Segundo dados do Observatório da Língua Portuguesa, existem mais de 265 milhões de falantes de português em todo o mundo, o que coloca o português como a quarta língua mais falada do planeta, atrás do mandarim, do castelhano e do inglês. A Bloomberg considera-o a sexta língua mais utilizada nos negócios.
Por esta razão, não se compreende a subjugação do português face ao inglês, ademais imposta pelas nossas próprias autoridades. O português não é comparável a outras línguas pouco faladas como por exemplo o holandês, cujas publicações científicas têm um diminuto impacto se não forem apresentadas em inglês.
O mercado de língua portuguesa tem uma escala significativa e está a ser subaproveitado especialmente no plano econômico. O volume de negócios entre os países membros da Comunidade de Países de Língua Portuguesa apresenta uma média de US$ 13 mil milhões de dólares ao ano – medida usada em Portugal (nosso colunista é português) – , o que representa pouco mais de 2,3% das negociações totais que estes estados realizam no mundo, valor total que gira em torno de US$ 550 mil milhões de dólares por ano. Enquanto a China, por exemplo, possui trocas comerciais com a CPLP que chegam a representar um volume de US$ 77 mil milhões de dólares.
Outro exemplo sobre a relevância econômica que a língua portuguesa possui é que 50% dos recursos petrolíferos descobertos na última década estão na CPLP. Em meados deste século, o gás e petróleo de Angola, Brasil, Guiné-Bissau, Moçambique e São Tomé representará 30% da produção mundial de hidrocarbonetos, o equivalente à produção atual do Médio Oriente.
Acresce a esses valores a produção petrolífera da Guiné Equatorial, a terceira maior ao sul do Saara após a Nigéria e Angola, esse último é o país mais rico da África subsariana com 35 mil dólares de rendimento per capita – semelhante ao do Reino Unido -, embora 78% dos seus habitantes vivam abaixo do limite da pobreza.

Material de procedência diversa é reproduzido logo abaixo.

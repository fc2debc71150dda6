use std::{fmt, str::FromStr, sync::Arc};

use crate::{ConfigError, Value};

/// How many tokens an action consumes.
#[derive(Debug, Clone, Copy, PartialEq, Eq, Hash, Default)]
pub enum ArityMode {
    /// Exactly one token, stored as a scalar.
    #[default]
    Single,
    /// Exactly `n` tokens, stored as a list.
    Exact(usize),
    /// Zero or one token (`?`).
    Optional,
    /// Any number of tokens (`*`).
    ZeroOrMore,
    /// At least one token (`+`).
    OneOrMore,
    /// Everything that is left (`...`).
    Remainder,
}

impl ArityMode {
    pub fn min(self) -> usize {
        match self {
            ArityMode::Single | ArityMode::OneOrMore => 1,
            ArityMode::Exact(n) => n,
            ArityMode::Optional | ArityMode::ZeroOrMore | ArityMode::Remainder => 0,
        }
    }

    pub fn max(self) -> Option<usize> {
        match self {
            ArityMode::Single | ArityMode::Optional => Some(1),
            ArityMode::Exact(n) => Some(n),
            ArityMode::ZeroOrMore | ArityMode::OneOrMore | ArityMode::Remainder => None,
        }
    }

    pub fn is_fixed(self) -> bool {
        matches!(self, ArityMode::Single | ArityMode::Exact(_))
    }

    pub(crate) fn takes_explicit_arg(self) -> bool {
        !matches!(self, ArityMode::Exact(n) if n != 1)
    }
}

impl FromStr for ArityMode {
    type Err = ConfigError;

    fn from_str(s: &str) -> Result<ArityMode, ConfigError> {
        let res = match s {
            "?" => ArityMode::Optional,
            "*" => ArityMode::ZeroOrMore,
            "+" => ArityMode::OneOrMore,
            "..." => ArityMode::Remainder,
            "A..." => return Err(ConfigError::UnsupportedArity(s.to_string())),
            _ => match s.parse::<i64>() {
                Ok(n) => ArityMode::try_from(n)?,
                Err(_) => return Err(ConfigError::InvalidArity(s.to_string())),
            },
        };
        Ok(res)
    }
}

impl TryFrom<i64> for ArityMode {
    type Error = ConfigError;

    fn try_from(n: i64) -> Result<ArityMode, ConfigError> {
        usize::try_from(n).map(ArityMode::Exact).map_err(|_| ConfigError::NegativeArity(n))
    }
}

/// What an action does with the tokens it consumes.
#[derive(Debug, Clone, Copy, PartialEq, Eq, Hash, Default)]
pub enum ActionKind {
    #[default]
    Store,
    StoreConst,
    Append,
    AppendConst,
    Count,
}

impl ActionKind {
    fn takes_tokens(self) -> bool {
        matches!(self, ActionKind::Store | ActionKind::Append)
    }
}

impl fmt::Display for ActionKind {
    fn fmt(&self, f: &mut fmt::Formatter<'_>) -> fmt::Result {
        let name = match self {
            ActionKind::Store => "store",
            ActionKind::StoreConst => "store_const",
            ActionKind::Append => "append",
            ActionKind::AppendConst => "append_const",
            ActionKind::Count => "count",
        };
        f.write_str(name)
    }
}

type ConvertFn = dyn Fn(&str) -> Result<Value, String> + Send + Sync;

/// Turns a raw token into a [`Value`].
#[derive(Clone)]
pub struct Conversion {
    name: &'static str,
    f: Arc<ConvertFn>,
}

impl Conversion {
    pub fn new<F>(name: &'static str, f: F) -> Conversion
    where
        F: Fn(&str) -> Result<Value, String> + Send + Sync + 'static,
    {
        Conversion { name, f: Arc::new(f) }
    }

    /// Conversion through [`FromStr`], e.g. `Conversion::parse::<i64>()`.
    pub fn parse<T>() -> Conversion
    where
        T: FromStr + Into<Value> + 'static,
        T::Err: fmt::Display,
    {
        let name = std::any::type_name::<T>();
        let name = name.rsplit("::").next().unwrap_or(name);
        Conversion::new(name, |raw| raw.parse::<T>().map(Into::into).map_err(|err| err.to_string()))
    }

    pub fn name(&self) -> &str {
        self.name
    }

    pub(crate) fn apply(&self, raw: &str) -> Result<Value, String> {
        (self.f)(raw)
    }
}

impl fmt::Debug for Conversion {
    fn fmt(&self, f: &mut fmt::Formatter<'_>) -> fmt::Result {
        f.debug_tuple("Conversion").field(&self.name).finish()
    }
}

/// Everything a caller can say about an action before it is validated.
#[derive(Debug, Clone, Default)]
pub struct ActionConfig {
    pub option_strings: Vec<String>,
    pub dest: Option<String>,
    pub kind: ActionKind,
    pub arity: Option<ArityMode>,
    pub constant: Option<Value>,
    pub default: Option<Value>,
    pub conversion: Option<Conversion>,
    pub choices: Option<Vec<Value>>,
    pub required: bool,
    pub help: Option<String>,
    pub metavar: Option<String>,
}

impl ActionConfig {
    pub fn option<I, S>(option_strings: I) -> ActionConfig
    where
        I: IntoIterator<Item = S>,
        S: Into<String>,
    {
        ActionConfig {
            option_strings: option_strings.into_iter().map(Into::into).collect(),
            ..Default::default()
        }
    }

    pub fn positional(dest: impl Into<String>) -> ActionConfig {
        ActionConfig { dest: Some(dest.into()), ..Default::default() }
    }

    /// A `store_const` option storing `true`, defaulting to `false`.
    pub fn flag<I, S>(option_strings: I) -> ActionConfig
    where
        I: IntoIterator<Item = S>,
        S: Into<String>,
    {
        ActionConfig::option(option_strings)
            .kind(ActionKind::StoreConst)
            .constant(true)
            .default(false)
    }

    pub fn count<I, S>(option_strings: I) -> ActionConfig
    where
        I: IntoIterator<Item = S>,
        S: Into<String>,
    {
        ActionConfig::option(option_strings).kind(ActionKind::Count)
    }

    pub fn dest(mut self, dest: impl Into<String>) -> ActionConfig {
        self.dest = Some(dest.into());
        self
    }

    pub fn kind(mut self, kind: ActionKind) -> ActionConfig {
        self.kind = kind;
        self
    }

    pub fn arity(mut self, arity: ArityMode) -> ActionConfig {
        self.arity = Some(arity);
        self
    }

    pub fn constant(mut self, value: impl Into<Value>) -> ActionConfig {
        self.constant = Some(value.into());
        self
    }

    pub fn default(mut self, value: impl Into<Value>) -> ActionConfig {
        self.default = Some(value.into());
        self
    }

    pub fn convert(mut self, conversion: Conversion) -> ActionConfig {
        self.conversion = Some(conversion);
        self
    }

    pub fn choices<I, V>(mut self, choices: I) -> ActionConfig
    where
        I: IntoIterator<Item = V>,
        V: Into<Value>,
    {
        self.choices = Some(choices.into_iter().map(Into::into).collect());
        self
    }

    pub fn required(mut self, yes: bool) -> ActionConfig {
        self.required = yes;
        self
    }

    pub fn help(mut self, help: impl Into<String>) -> ActionConfig {
        self.help = Some(help.into());
        self
    }

    pub fn metavar(mut self, metavar: impl Into<String>) -> ActionConfig {
        self.metavar = Some(metavar.into());
        self
    }
}

/// A validated, immutable argument descriptor.
///
/// Built through [`Action::new`] or, more commonly,
/// [`Registry::register`](crate::Registry::register), which also checks the
/// action against the ones registered before it.
#[derive(Debug, Clone)]
pub struct Action {
    option_strings: Vec<String>,
    dest: String,
    kind: ActionKind,
    arity: ArityMode,
    constant: Value,
    default: Value,
    conversion: Option<Conversion>,
    choices: Option<Vec<Value>>,
    required: bool,
    help: Option<String>,
    metavar: Option<String>,
}

impl Action {
    pub fn new(config: ActionConfig) -> Result<Action, ConfigError> {
        Action::with_prefix_chars(config, "-")
    }

    pub(crate) fn with_prefix_chars(
        config: ActionConfig,
        prefix_chars: &str,
    ) -> Result<Action, ConfigError> {
        let is_prefix = |c: char| prefix_chars.contains(c);
        for option in &config.option_strings {
            let mut chars = option.chars();
            let valid = matches!(chars.next(), Some(c) if is_prefix(c)) && chars.next().is_some();
            if !valid {
                return Err(ConfigError::InvalidOptionString {
                    option: option.clone(),
                    prefix_chars: prefix_chars.to_string(),
                });
            }
        }

        let dest = match config.dest {
            Some(dest) => dest,
            None => derive_dest(&config.option_strings, prefix_chars),
        };
        if dest.is_empty() {
            return Err(ConfigError::EmptyDest);
        }

        let positional = config.option_strings.is_empty();
        if positional && config.required {
            return Err(ConfigError::RequiredPositional(dest));
        }
        if positional && config.kind != ActionKind::Store {
            return Err(ConfigError::PositionalKind { dest, kind: config.kind });
        }

        let arity = if config.kind.takes_tokens() {
            match config.arity.unwrap_or_default() {
                ArityMode::Exact(0) => return Err(ConfigError::ZeroArityStore(dest)),
                arity => arity,
            }
        } else {
            match config.arity {
                None | Some(ArityMode::Exact(0)) => ArityMode::Exact(0),
                Some(_) => return Err(ConfigError::ArityNotAllowed { dest, kind: config.kind }),
            }
        };

        if matches!(&config.choices, Some(choices) if choices.is_empty()) {
            return Err(ConfigError::EmptyChoices(dest));
        }

        Ok(Action {
            option_strings: config.option_strings,
            dest,
            kind: config.kind,
            arity,
            constant: config.constant.unwrap_or_default(),
            default: config.default.unwrap_or_default(),
            conversion: config.conversion,
            choices: config.choices,
            required: config.required,
            help: config.help,
            metavar: config.metavar,
        })
    }

    pub fn option_strings(&self) -> &[String] {
        &self.option_strings
    }
    pub fn dest(&self) -> &str {
        &self.dest
    }
    pub fn kind(&self) -> ActionKind {
        self.kind
    }
    pub fn arity(&self) -> ArityMode {
        self.arity
    }
    pub fn constant(&self) -> &Value {
        &self.constant
    }
    pub fn default(&self) -> &Value {
        &self.default
    }
    pub fn conversion(&self) -> Option<&Conversion> {
        self.conversion.as_ref()
    }
    pub fn choices(&self) -> Option<&[Value]> {
        self.choices.as_deref()
    }
    pub fn required(&self) -> bool {
        self.required
    }
    pub fn help(&self) -> Option<&str> {
        self.help.as_deref()
    }
    pub fn metavar(&self) -> Option<&str> {
        self.metavar.as_deref()
    }

    pub fn is_positional(&self) -> bool {
        self.option_strings.is_empty()
    }

    /// How the action is named in error messages: `-v/--verbose` for
    /// options, the metavar or dest for positionals.
    pub fn display_name(&self) -> String {
        if !self.option_strings.is_empty() {
            return self.option_strings.join("/");
        }
        self.metavar.clone().unwrap_or_else(|| self.dest.clone())
    }
}

/// `--foo-bar` -> `foo_bar`. Long options win over short ones.
fn derive_dest(option_strings: &[String], prefix_chars: &str) -> String {
    let is_long = |option: &&String| {
        let mut chars = option.chars();
        let first = chars.next();
        first.is_some() && first == chars.next() && first.map_or(false, |c| prefix_chars.contains(c))
    };
    let chosen = option_strings.iter().find(is_long).or_else(|| option_strings.first());
    match chosen {
        Some(option) => option.trim_start_matches(|c: char| prefix_chars.contains(c)).replace('-', "_"),
        None => String::new(),
    }
}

Isso também foi, recentemente, avaliado pelo World Economic Outlook, em 2016, tendo atribuindo à CPLP um valor aproximado de 2,7 biliões de euros.
Todavia, todo esse potencial da CPLP, infelizmente, está muito dependente do desempenho científico da nossa língua.
“A portuguesa língua, e já, onde for, Senhora vá de si, soberba e altiva. Se téqui (SIC) tem andado baixa e sem louvor, culpa é dos que a mal exercitaram, esquecimento nosso e desamor…” (António Ferreira in carta a Pero Andrade Caminha, século XVI).
*Texto foi publicado na íntegra como editorial da revista que Eduardo Leite é editor. O autor adaptou e autorizou a publicação da nova versão.
Referência:
Leite, E. (2015). A minha pátria é a língua Portuguesa. Editorial, E3 – Revista de Economia, Empresas e Empreendedores na CPLP. v1.n1. 1-4p.